EXERCISE OBJECTIVE: The full listing below should be copied verbatim.

ENTRIES SUPPLIED:
--- START ---
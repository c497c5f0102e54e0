//! Insight refresh cycle
//!
//! One cycle fetches from every upstream concurrently, each fetch bounded by
//! the fetch budget, then runs scoring, anomaly detection, recommendations and
//! forecasting in that order, and publishes the result as a single new
//! [`InsightSnapshot`] generation.
//!
//! Cycles never overlap. All cross-cycle state (carried-forward samples,
//! anomaly baselines, recommendation identity) lives behind one mutex; a
//! cycle works on a clone and commits it only when the snapshot is published,
//! so an abandoned cycle leaves no trace.

pub mod anomaly;
pub mod forecast;
pub mod recommendations;
pub mod scoring;

#[cfg(test)]
mod tests;

use crate::cache::SnapshotStore;
use crate::error::{FinopsError, Result};
use crate::health::{components, ComponentHealth, HealthRegistry};
use crate::models::{
    AnomalyResult, CostForecast, IdleResource, InsightSnapshot, NamespaceCost, Recommendation,
    RecommendationType, ResourceSample, ResourceType,
};
use crate::observability::{FinopsMetrics, StructuredLogger};
use crate::thresholds::{AlertThresholds, Severity};
use crate::upstream::{
    with_retry, CostHistorySource, CostSource, InventorySource, RetryPolicy, UsageSource, Window,
};
use anomaly::{AnomalyConfig, AnomalyDetector};
use chrono::{DateTime, Utc};
use futures::future::join_all;
use recommendations::{RecommendationConfig, RecommendationTracker};
use scoring::ScoringConfig;
use serde::Serialize;
use std::collections::{BTreeMap, HashMap};
use std::future::Future;
use std::sync::atomic::{AtomicU32, Ordering};
use std::sync::Arc;
use std::time::Duration;
use tokio::sync::Mutex;
use tokio::time::Instant;
use tracing::{debug, warn};

/// Tuning for one refresh cycle
#[derive(Debug, Clone)]
pub struct EngineConfig {
    pub usage_window: Window,
    pub cost_window: Window,
    /// Days of daily cost history fed to the forecast
    pub forecast_days: u32,
    pub retry: RetryPolicy,
    /// Time every upstream fetch, retries included, must finish within;
    /// a fetch still running then is treated as failed
    pub fetch_budget: Duration,
    /// A cycle running longer than this is abandoned
    pub deadline: Duration,
    /// Consecutive total outages before the refresh component turns unhealthy
    pub unhealthy_after_outages: u32,
    pub scoring: ScoringConfig,
    pub anomaly: AnomalyConfig,
    pub recommendations: RecommendationConfig,
    pub thresholds: AlertThresholds,
}

impl Default for EngineConfig {
    fn default() -> Self {
        Self {
            usage_window: Window::ONE_HOUR,
            cost_window: Window::ONE_HOUR,
            forecast_days: 30,
            retry: RetryPolicy::default(),
            fetch_budget: Duration::from_secs(20),
            deadline: Duration::from_secs(30),
            unhealthy_after_outages: 3,
            scoring: ScoringConfig::default(),
            anomaly: AnomalyConfig::default(),
            recommendations: RecommendationConfig::default(),
            thresholds: AlertThresholds::default(),
        }
    }
}

/// Upstreams a cycle reads from
#[derive(Clone)]
pub struct EngineSources {
    pub usage: Arc<dyn UsageSource>,
    /// Tried in order until one answers
    pub costs: Vec<Arc<dyn CostSource>>,
    pub history: Option<Arc<dyn CostHistorySource>>,
    pub inventory: Option<Arc<dyn InventorySource>>,
}

/// Result of a refresh attempt
#[derive(Debug, Clone, PartialEq, Serialize)]
#[serde(tag = "outcome", rename_all = "snake_case")]
pub enum CycleOutcome {
    Completed {
        generation: u64,
        generated_at: DateTime<Utc>,
        duration_ms: u64,
        #[serde(skip_serializing_if = "Vec::is_empty")]
        degraded_sources: Vec<String>,
    },
    /// Another cycle was already running
    Skipped,
    Failed { reason: String },
}

impl CycleOutcome {
    pub fn is_completed(&self) -> bool {
        matches!(self, CycleOutcome::Completed { .. })
    }
}

#[derive(Debug, Clone, Default)]
struct EngineState {
    samples: Vec<ResourceSample>,
    costs: Vec<NamespaceCost>,
    idle: Vec<IdleResource>,
    forecasts: Vec<CostForecast>,
    detector: AnomalyDetector,
    tracker: RecommendationTracker,
    generation: u64,
}

/// Upstream health observed during a cycle; `None` is healthy
type UpstreamHealth = BTreeMap<String, Option<String>>;

fn record_health(health: &mut UpstreamHealth, component: &str, failure: Option<String>) {
    match health.get(component) {
        // keep the first failure seen for a component
        Some(Some(_)) => {}
        _ => {
            health.insert(component.to_string(), failure);
        }
    }
}

#[derive(Debug, Default)]
struct CycleReport {
    upstreams: UpstreamHealth,
    degraded: Vec<String>,
    anomalies: Vec<AnomalyResult>,
    opened: Vec<Recommendation>,
    resolved: Vec<(String, RecommendationType)>,
}

/// Failure of a whole cycle, with whatever upstream health it observed
struct CycleFailure {
    error: FinopsError,
    upstreams: UpstreamHealth,
}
--- END ---
SOLUTION FOR THIS PROBLEM:
repository c497c5f0102e54e0
//! Insight refresh cycle
//!
//! One cycle fetches from every upstream concurrently, each fetch bounded by
//! the fetch budget, then runs scoring, anomaly detection, recommendations and
//! forecasting in that order, and publishes the result as a single new
//! [`InsightSnapshot`] generation.
//!
//! Cycles never overlap. All cross-cycle state (carried-forward samples,
//! anomaly baselines, recommendation identity) lives behind one mutex; a
//! cycle works on a clone and commits it only when the snapshot is published,
//! so an abandoned cycle leaves no trace.

pub mod anomaly;
pub mod forecast;
pub mod recommendations;
pub mod scoring;

#[cfg(test)]
mod tests;

use crate::cache::SnapshotStore;
use crate::error::{FinopsError, Result};
use crate::health::{components, ComponentHealth, HealthRegistry};
use crate::models::{
    AnomalyResult, CostForecast, IdleResource, InsightSnapshot, NamespaceCost, Recommendation,
    RecommendationType, ResourceSample, ResourceType,
};
use crate::observability::{FinopsMetrics, StructuredLogger};
use crate::thresholds::{AlertThresholds, Severity};
use crate::upstream::{
    with_retry, CostHistorySource, CostSource, InventorySource, RetryPolicy, UsageSource, Window,
};
use anomaly::{AnomalyConfig, AnomalyDetector};
use chrono::{DateTime, Utc};
use futures::future::join_all;
use recommendations::{RecommendationConfig, RecommendationTracker};
use scoring::ScoringConfig;
use serde::Serialize;
use std::collections::{BTreeMap, HashMap};
use std::future::Future;
use std::sync::atomic::{AtomicU32, Ordering};
use std::sync::Arc;
use std::time::Duration;
use tokio::sync::Mutex;
use tokio::time::Instant;
use tracing::{debug, warn};

/// Tuning for one refresh cycle
#[derive(Debug, Clone)]
pub struct EngineConfig {
    pub usage_window: Window,
    pub cost_window: Window,
    /// Days of daily cost history fed to the forecast
    pub forecast_days: u32,
    pub retry: RetryPolicy,
    /// Time every upstream fetch, retries included, must finish within;
    /// a fetch still running then is treated as failed
    pub fetch_budget: Duration,
    /// A cycle running longer than this is abandoned
    pub deadline: Duration,
    /// Consecutive total outages before the refresh component turns unhealthy
    pub unhealthy_after_outages: u32,
    pub scoring: ScoringConfig,
    pub anomaly: AnomalyConfig,
    pub recommendations: RecommendationConfig,
    pub thresholds: AlertThresholds,
}

impl Default for EngineConfig {
    fn default() -> Self {
        Self {
            usage_window: Window::ONE_HOUR,
            cost_window: Window::ONE_HOUR,
            forecast_days: 30,
            retry: RetryPolicy::default(),
            fetch_budget: Duration::from_secs(20),
            deadline: Duration::from_secs(30),
            unhealthy_after_outages: 3,
            scoring: ScoringConfig::default(),
            anomaly: AnomalyConfig::default(),
            recommendations: RecommendationConfig::default(),
            thresholds: AlertThresholds::default(),
        }
    }
}

/// Upstreams a cycle reads from
#[derive(Clone)]
pub struct EngineSources {
    pub usage: Arc<dyn UsageSource>,
    /// Tried in order until one answers
    pub costs: Vec<Arc<dyn CostSource>>,
    pub history: Option<Arc<dyn CostHistorySource>>,
    pub inventory: Option<Arc<dyn InventorySource>>,
}

/// Result of a refresh attempt
#[derive(Debug, Clone, PartialEq, Serialize)]
#[serde(tag = "outcome", rename_all = "snake_case")]
pub enum CycleOutcome {
    Completed {
        generation: u64,
        generated_at: DateTime<Utc>,
        duration_ms: u64,
        #[serde(skip_serializing_if = "Vec::is_empty")]
        degraded_sources: Vec<String>,
    },
    /// Another cycle was already running
    Skipped,
    Failed { reason: String },
}

impl CycleOutcome {
    pub fn is_completed(&self) -> bool {
        matches!(self, CycleOutcome::Completed { .. })
    }
}

#[derive(Debug, Clone, Default)]
struct EngineState {
    samples: Vec<ResourceSample>,
    costs: Vec<NamespaceCost>,
    idle: Vec<IdleResource>,
    forecasts: Vec<CostForecast>,
    detector: AnomalyDetector,
    tracker: RecommendationTracker,
    generation: u64,
}

/// Upstream health observed during a cycle; `None` is healthy
type UpstreamHealth = BTreeMap<String, Option<String>>;

fn record_health(health: &mut UpstreamHealth, component: &str, failure: Option<String>) {
    match health.get(component) {
        // keep the first failure seen for a component
        Some(Some(_)) => {}
        _ => {
            health.insert(component.to_string(), failure);
        }
    }
}

#[derive(Debug, Default)]
struct CycleReport {
    upstreams: UpstreamHealth,
    degraded: Vec<String>,
    anomalies: Vec<AnomalyResult>,
    opened: Vec<Recommendation>,
    resolved: Vec<(String, RecommendationType)>,
}

/// Failure of a whole cycle, with whatever upstream health it observed
struct CycleFailure {
    error: FinopsError,
    upstreams: UpstreamHealth,
}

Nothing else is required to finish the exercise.